Task directions:
The answer is all of the data, repeated exactly.
────────────────────────────────────────
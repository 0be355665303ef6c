//! TeamDesk Onboarding Server
//!
//! An async Rust server that accepts employee onboarding submissions and
//! serves the admin review and export API.

use std::net::SocketAddr;
use std::sync::Arc;
use tokio::net::TcpListener;
use tracing_subscriber::{layer::SubscriberExt, util::SubscriberInitExt};

use teamdesk_server::{
    auth::{hash_password, TokenSigner},
    config::{AdminConfig, AppConfig, DatabaseConfig, LogFormat, StorageBackend},
    db::create_pool,
    routes::build_router,
    state::AppState,
    store::{AdminUser, PgStore, SheetStore, SubmissionStore},
};

/// Initialize tracing/logging.
fn init_tracing(format: LogFormat) {
    let json = format == LogFormat::Json;
    tracing_subscriber::registry()
        .with(
            tracing_subscriber::EnvFilter::try_from_default_env()
                .unwrap_or_else(|_| "info,teamdesk_server=debug,tower_http=debug".into()),
        )
        .with(json.then(|| tracing_subscriber::fmt::layer().json()))
        .with((!json).then(tracing_subscriber::fmt::layer))
        .init();
}

/// Open the configured storage backend.
async fn open_store(config: &AppConfig) -> anyhow::Result<Arc<dyn SubmissionStore>> {
    match config.storage {
        StorageBackend::Postgres => {
            let db_config = DatabaseConfig::from_env()?;
            let pool = create_pool(&db_config).await?;
            Ok(Arc::new(PgStore::new(pool)))
        }
        StorageBackend::Spreadsheet => {
            let store = SheetStore::open(config.data_dir.clone()).await?;
            Ok(Arc::new(store))
        }
    }
}

#[tokio::main]
async fn main() -> anyhow::Result<()> {
    // Load environment variables from .env file if present
    dotenvy::dotenv().ok();

    let app_config = AppConfig::from_env();
    let log_format = app_config
        .as_ref()
        .map(|c| c.log_format)
        .unwrap_or(LogFormat::Text);
    init_tracing(log_format);

    tracing::info!(
        version = env!("CARGO_PKG_VERSION"),
        "Starting TeamDesk onboarding server"
    );

    // Load configuration; unset variables take defaults, bad values are fatal
    let app_config = app_config.inspect_err(|e| {
        tracing::error!(error = %e, "Invalid ONBOARD_* configuration");
    })?;

    let admin_config = AdminConfig::from_env().inspect_err(|e| {
        tracing::error!(error = %e, "Invalid ADMIN_* configuration");
    })?;

    if admin_config.uses_default_secret() {
        tracing::warn!("ADMIN_TOKEN_SECRET not set, using default (not secure for production)");
    }

    tracing::info!(
        host = %app_config.host,
        port = app_config.port,
        storage = app_config.storage.as_str(),
        strict_validation = app_config.strict_validation,
        "Configuration loaded"
    );

    // Open storage and seed the admin account
    let store = match open_store(&app_config).await {
        Ok(store) => store,
        Err(e) => {
            tracing::error!(
                error = %e,
                "Failed to initialize storage; set DATABASE_URL or PGHOST, PGPORT, PGDATABASE, PGUSER, PGPASSWORD"
            );
            return Err(e);
        }
    };

    let admin = AdminUser {
        username: admin_config.username.clone(),
        password_hash: hash_password(&admin_config.password),
    };
    if let Err(e) = store.init(&admin).await {
        tracing::error!(error = %e, storage = store.backend(), "Failed to initialize storage");
        return Err(e.into());
    }

    let signer = TokenSigner::new(&admin_config.token_secret, admin_config.token_ttl_seconds);

    // Bind to address
    let addr: SocketAddr = app_config.bind_address().parse()?;

    let state = AppState::new(store, signer, app_config);
    let app = build_router(state);

    let listener = TcpListener::bind(addr).await?;

    tracing::info!(address = %addr, "Server listening");
    tracing::info!("Admin login: http://localhost:{}/admin/login", addr.port());

    // Run the server with graceful shutdown
    axum::serve(listener, app)
        .with_graceful_shutdown(shutdown_signal())
        .await?;

    tracing::info!("Server shutdown complete");

    Ok(())
}

/// Wait for shutdown signal (Ctrl+C or SIGTERM).
async fn shutdown_signal() {
    let ctrl_c = async {
        if let Err(e) = tokio::signal::ctrl_c().await {
            tracing::error!(error = %e, "Failed to install Ctrl+C handler");
            std::future::pending::<()>().await;
        }
    };

    #[cfg(unix)]
    let terminate = async {
        match tokio::signal::unix::signal(tokio::signal::unix::SignalKind::terminate()) {
            Ok(mut signal) => {
                signal.recv().await;
            }
            Err(e) => {
                tracing::error!(error = %e, "Failed to install SIGTERM handler");
                std::future::pending::<()>().await;
            }
        }
    };

    #[cfg(not(unix))]
    let terminate = std::future::pending::<()>();

    tokio::select! {
        _ = ctrl_c => {
            tracing::info!("Received Ctrl+C, starting graceful shutdown");
        }
        _ = terminate => {
            tracing::info!("Received SIGTERM, starting graceful shutdown");
        }
    }
}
────────────────────────────────────────
Completed exercise:
repository 0be355665303ef6c
//! TeamDesk Onboarding Server
//!
//! An async Rust server that accepts employee onboarding submissions and
//! serves the admin review and export API.

use std::net::SocketAddr;
use std::sync::Arc;
use tokio::net::TcpListener;
use tracing_subscriber::{layer::SubscriberExt, util::SubscriberInitExt};

use teamdesk_server::{
    auth::{hash_password, TokenSigner},
    config::{AdminConfig, AppConfig, DatabaseConfig, LogFormat, StorageBackend},
    db::create_pool,
    routes::build_router,
    state::AppState,
    store::{AdminUser, PgStore, SheetStore, SubmissionStore},
};

/// Initialize tracing/logging.
fn init_tracing(format: LogFormat) {
    let json = format == LogFormat::Json;
    tracing_subscriber::registry()
        .with(
            tracing_subscriber::EnvFilter::try_from_default_env()
                .unwrap_or_else(|_| "info,teamdesk_server=debug,tower_http=debug".into()),
        )
        .with(json.then(|| tracing_subscriber::fmt::layer().json()))
        .with((!json).then(tracing_subscriber::fmt::layer))
        .init();
}

/// Open the configured storage backend.
async fn open_store(config: &AppConfig) -> anyhow::Result<Arc<dyn SubmissionStore>> {
    match config.storage {
        StorageBackend::Postgres => {
            let db_config = DatabaseConfig::from_env()?;
            let pool = create_pool(&db_config).await?;
            Ok(Arc::new(PgStore::new(pool)))
        }
        StorageBackend::Spreadsheet => {
            let store = SheetStore::open(config.data_dir.clone()).await?;
            Ok(Arc::new(store))
        }
    }
}

#[tokio::main]
async fn main() -> anyhow::Result<()> {
    // Load environment variables from .env file if present
    dotenvy::dotenv().ok();

    let app_config = AppConfig::from_env();
    let log_format = app_config
        .as_ref()
        .map(|c| c.log_format)
        .unwrap_or(LogFormat::Text);
    init_tracing(log_format);

    tracing::info!(
        version = env!("CARGO_PKG_VERSION"),
        "Starting TeamDesk onboarding server"
    );

    // Load configuration; unset variables take defaults, bad values are fatal
    let app_config = app_config.inspect_err(|e| {
        tracing::error!(error = %e, "Invalid ONBOARD_* configuration");
    })?;

    let admin_config = AdminConfig::from_env().inspect_err(|e| {
        tracing::error!(error = %e, "Invalid ADMIN_* configuration");
    })?;

    if admin_config.uses_default_secret() {
        tracing::warn!("ADMIN_TOKEN_SECRET not set, using default (not secure for production)");
    }

    tracing::info!(
        host = %app_config.host,
        port = app_config.port,
        storage = app_config.storage.as_str(),
        strict_validation = app_config.strict_validation,
        "Configuration loaded"
    );

    // Open storage and seed the admin account
    let store = match open_store(&app_config).await {
        Ok(store) => store,
        Err(e) => {
            tracing::error!(
                error = %e,
                "Failed to initialize storage; set DATABASE_URL or PGHOST, PGPORT, PGDATABASE, PGUSER, PGPASSWORD"
            );
            return Err(e);
        }
    };

    let admin = AdminUser {
        username: admin_config.username.clone(),
        password_hash: hash_password(&admin_config.password),
    };
    if let Err(e) = store.init(&admin).await {
        tracing::error!(error = %e, storage = store.backend(), "Failed to initialize storage");
        return Err(e.into());
    }

    let signer = TokenSigner::new(&admin_config.token_secret, admin_config.token_ttl_seconds);

    // Bind to address
    let addr: SocketAddr = app_config.bind_address().parse()?;

    let state = AppState::new(store, signer, app_config);
    let app = build_router(state);

    let listener = TcpListener::bind(addr).await?;

    tracing::info!(address = %addr, "Server listening");
    tracing::info!("Admin login: http://localhost:{}/admin/login", addr.port());

    // Run the server with graceful shutdown
    axum::serve(listener, app)
        .with_graceful_shutdown(shutdown_signal())
        .await?;

    tracing::info!("Server shutdown complete");

    Ok(())
}

/// Wait for shutdown signal (Ctrl+C or SIGTERM).
async fn shutdown_signal() {
    let ctrl_c = async {
        if let Err(e) = tokio::signal::ctrl_c().await {
            tracing::error!(error = %e, "Failed to install Ctrl+C handler");
            std::future::pending::<()>().await;
        }
    };

    #[cfg(unix)]
    let terminate = async {
        match tokio::signal::unix::signal(tokio::signal::unix::SignalKind::terminate()) {
            Ok(mut signal) => {
                signal.recv().await;
            }
            Err(e) => {
                tracing::error!(error = %e, "Failed to install SIGTERM handler");
                std::future::pending::<()>().await;
            }
        }
    };

    #[cfg(not(unix))]
    let terminate = std::future::pending::<()>();

    tokio::select! {
        _ = ctrl_c => {
            tracing::info!("Received Ctrl+C, starting graceful shutdown");
        }
        _ = terminate => {
            tracing::info!("Received SIGTERM, starting graceful shutdown");
        }
    }
}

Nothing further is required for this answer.